What needs to be done |
Could each record be written out again exactly as it stands?

Available records START

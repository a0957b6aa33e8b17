use std::collections::HashMap;

/// Resolves agent display names for aggregate views
///
/// The user records live with the persistence collaborator; the engine only
/// needs a lookup from user identifier to name.
pub trait AgentDirectory {
    /// Display name for `user_id`, if known
    fn display_name(&self, user_id: &str) -> Option<&str>;
}

impl AgentDirectory for HashMap<String, String> {
    fn display_name(&self, user_id: &str) -> Option<&str> {
        self.get(user_id).map(String::as_str)
    }
}
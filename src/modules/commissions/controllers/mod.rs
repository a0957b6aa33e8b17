mod commission_controller;

pub use commission_controller::{
    AgentCommissionRequest, AgentCommissionResponse, TeamCommissionRequest,
    TeamCommissionResponse,
};

// Re-export configure for main.rs
pub fn configure(cfg: &mut actix_web::web::ServiceConfig) {
    commission_controller::configure(cfg);
}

Available records END

Task answer |
repository a0957b6aa33e8b17
use std::collections::HashMap;

/// Resolves agent display names for aggregate views
///
/// The user records live with the persistence collaborator; the engine only
/// needs a lookup from user identifier to name.
pub trait AgentDirectory {
    /// Display name for `user_id`, if known
    fn display_name(&self, user_id: &str) -> Option<&str>;
}

impl AgentDirectory for HashMap<String, String> {
    fn display_name(&self, user_id: &str) -> Option<&str> {
        self.get(user_id).map(String::as_str)
    }
}
filename src/modules/commissions/controllers/mod.rs
repository a0957b6aa33e8b17
mod commission_controller;

pub use commission_controller::{
    AgentCommissionRequest, AgentCommissionResponse, TeamCommissionRequest,
    TeamCommissionResponse,
};

// Re-export configure for main.rs
pub fn configure(cfg: &mut actix_web::web::ServiceConfig) {
    commission_controller::configure(cfg);
}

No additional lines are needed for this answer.